The Desert Bride is a 1928 American silent drama film directed by Walter Lang and starring Betty Compson and Allan Forrest. It was adapted for the screen by Elmer Harris and Anthony Coldeway based on a short story titled "The Adventuress" by Ewart Adamson. Until 2017, the film was considered to be lost.

==Plot==

The Desert Bride (1928)

In North Africa a French intelligence officer and his fiancée are taken prisoner by Arab Nationalists, whose leader tortures them before they are rescued by French troops.

==Cast==
- Betty Compson as Diane Duval
- Allan Forrest as Capt. Maurice de Florimont
- Edward Martindel as Col. Sorelle
- Otto Matieson as Kassim Ben Ali
- Roscoe Karns as Pvt.

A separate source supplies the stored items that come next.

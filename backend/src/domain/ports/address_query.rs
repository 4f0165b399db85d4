//! Driving port for address reads.
//!
//! Covers plain lookups as well as the derived views: value filtering,
//! field sorting and geocoded distance.

use async_trait::async_trait;

use crate::domain::{Address, AddressField, AddressId, Error, SortDirection};

/// Domain use-case port for reading addresses.
#[cfg_attr(test, mockall::automock)]
#[async_trait]
pub trait AddressQuery: Send + Sync {
    /// Every stored address in identifier order.
    async fn list(&self) -> Result<Vec<Address>, Error>;

    /// One address by identifier.
    async fn get(&self, id: AddressId) -> Result<Address, Error>;

    /// Addresses with at least one field whose textual form contains
    /// `needle`, ignoring case. An empty match is reported as not found.
    async fn filter(&self, needle: &str) -> Result<Vec<Address>, Error>;

    /// Every address ordered by one field.
    async fn sort(&self, field: AddressField, direction: SortDirection)
    -> Result<Vec<Address>, Error>;

    /// Great-circle distance in kilometres between two stored addresses.
    async fn distance(&self, from: AddressId, to: AddressId) -> Result<f64, Error>;
}

/// Fixture query over an empty address book.
#[derive(Debug, Default, Clone, Copy)]
pub struct FixtureAddressQuery;

#[async_trait]
impl AddressQuery for FixtureAddressQuery {
    async fn list(&self) -> Result<Vec<Address>, Error> {
        Ok(Vec::new())
    }

    async fn get(&self, id: AddressId) -> Result<Address, Error> {
        Err(Error::not_found(format!("address {id} not found")))
    }

    async fn filter(&self, needle: &str) -> Result<Vec<Address>, Error> {
        Err(Error::not_found(format!("no address matches '{needle}'")))
    }

    async fn sort(
        &self,
        _field: AddressField,
        _direction: SortDirection,
    ) -> Result<Vec<Address>, Error> {
        Ok(Vec::new())
    }

    async fn distance(&self, from: AddressId, _to: AddressId) -> Result<f64, Error> {
        Err(Error::not_found(format!("address {from} not found")))
    }
}
//! OpenAPI schema definitions for domain types.
//!
//! Domain types stay framework-agnostic by not deriving `ToSchema`. The
//! wrappers below mirror their wire shape so utoipa can document them.

use utoipa::ToSchema;

/// OpenAPI schema for [`crate::domain::ErrorCode`].
#[derive(ToSchema)]
#[schema(as = crate::domain::ErrorCode)]
pub enum ErrorCodeSchema {
    /// The request is malformed or fails validation.
    #[schema(rename = "invalid_request")]
    InvalidRequest,
    /// The requested address does not exist.
    #[schema(rename = "not_found")]
    NotFound,
    /// Address storage could not be reached.
    #[schema(rename = "service_unavailable")]
    ServiceUnavailable,
    /// An address could not be resolved to coordinates.
    #[schema(rename = "geocoding_failed")]
    GeocodingFailed,
    /// An unexpected error occurred on the server.
    #[schema(rename = "internal_error")]
    InternalError,
}

/// OpenAPI schema for [`crate::domain::Error`].
#[derive(ToSchema)]
#[schema(as = crate::domain::Error, rename_all = "camelCase")]
#[expect(
    dead_code,
    reason = "Used only for OpenAPI schema generation via utoipa"
)]
pub struct ErrorSchema {
    /// Stable machine-readable error code.
    #[schema(example = "not_found")]
    code: ErrorCodeSchema,
    /// Human-readable message returned to clients.
    #[schema(example = "address 7 not found")]
    message: String,
    /// Correlation identifier for tracing this error across systems.
    #[schema(example = "3fa85f64-5717-4562-b3fc-2c963f66afa6")]
    trace_id: Option<String>,
    /// Supplementary error details, such as the offending field.
    details: Option<serde_json::Value>,
}
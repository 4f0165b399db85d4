//! Internal Diesel row structs for database operations.
//!
//! These types never leave the persistence layer.

use diesel::prelude::*;

use crate::domain::AddressDraft;

use super::schema::addresses;

/// Row read from the addresses table.
#[derive(Debug, Clone, Queryable, Selectable)]
#[diesel(table_name = addresses)]
#[diesel(check_for_backend(diesel::pg::Pg))]
pub(crate) struct AddressRow {
    pub id: i64,
    pub street: String,
    pub number: i32,
    pub zip_code: String,
    pub city: String,
    pub country: String,
}

/// Insertable row; the id is assigned by the sequence.
#[derive(Debug, Clone, Insertable)]
#[diesel(table_name = addresses)]
pub(crate) struct NewAddressRow<'a> {
    pub street: &'a str,
    pub number: i32,
    pub zip_code: &'a str,
    pub city: &'a str,
    pub country: &'a str,
}

impl<'a> From<&'a AddressDraft> for NewAddressRow<'a> {
    fn from(draft: &'a AddressDraft) -> Self {
        Self {
            street: draft.street(),
            number: draft.number(),
            zip_code: draft.zip_code(),
            city: draft.city(),
            country: draft.country(),
        }
    }
}

/// Changeset replacing every mutable column.
#[derive(Debug, Clone, AsChangeset)]
#[diesel(table_name = addresses)]
pub(crate) struct AddressUpdate<'a> {
    pub street: &'a str,
    pub number: i32,
    pub zip_code: &'a str,
    pub city: &'a str,
    pub country: &'a str,
}

impl<'a> From<&'a AddressDraft> for AddressUpdate<'a> {
    fn from(draft: &'a AddressDraft) -> Self {
        Self {
            street: draft.street(),
            number: draft.number(),
            zip_code: draft.zip_code(),
            city: draft.city(),
            country: draft.country(),
        }
    }
}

Terry
- Frank Austin as Beggar

==Preservation==
A complete 35mm nitrate print of The Desert Bride is held by a private collector.

The film was released as part of Columbia Classics Volume 5 on Ultra HD Blu-ray/Blu-ray Disc on October 22, 2024, by Sony Pictures Home Entertainment as a bonus film.

==Bibliography==
- Parish, James & Robert & Pitts, Michael R. The Great Spy Pictures. Scarecrow Press, 1974.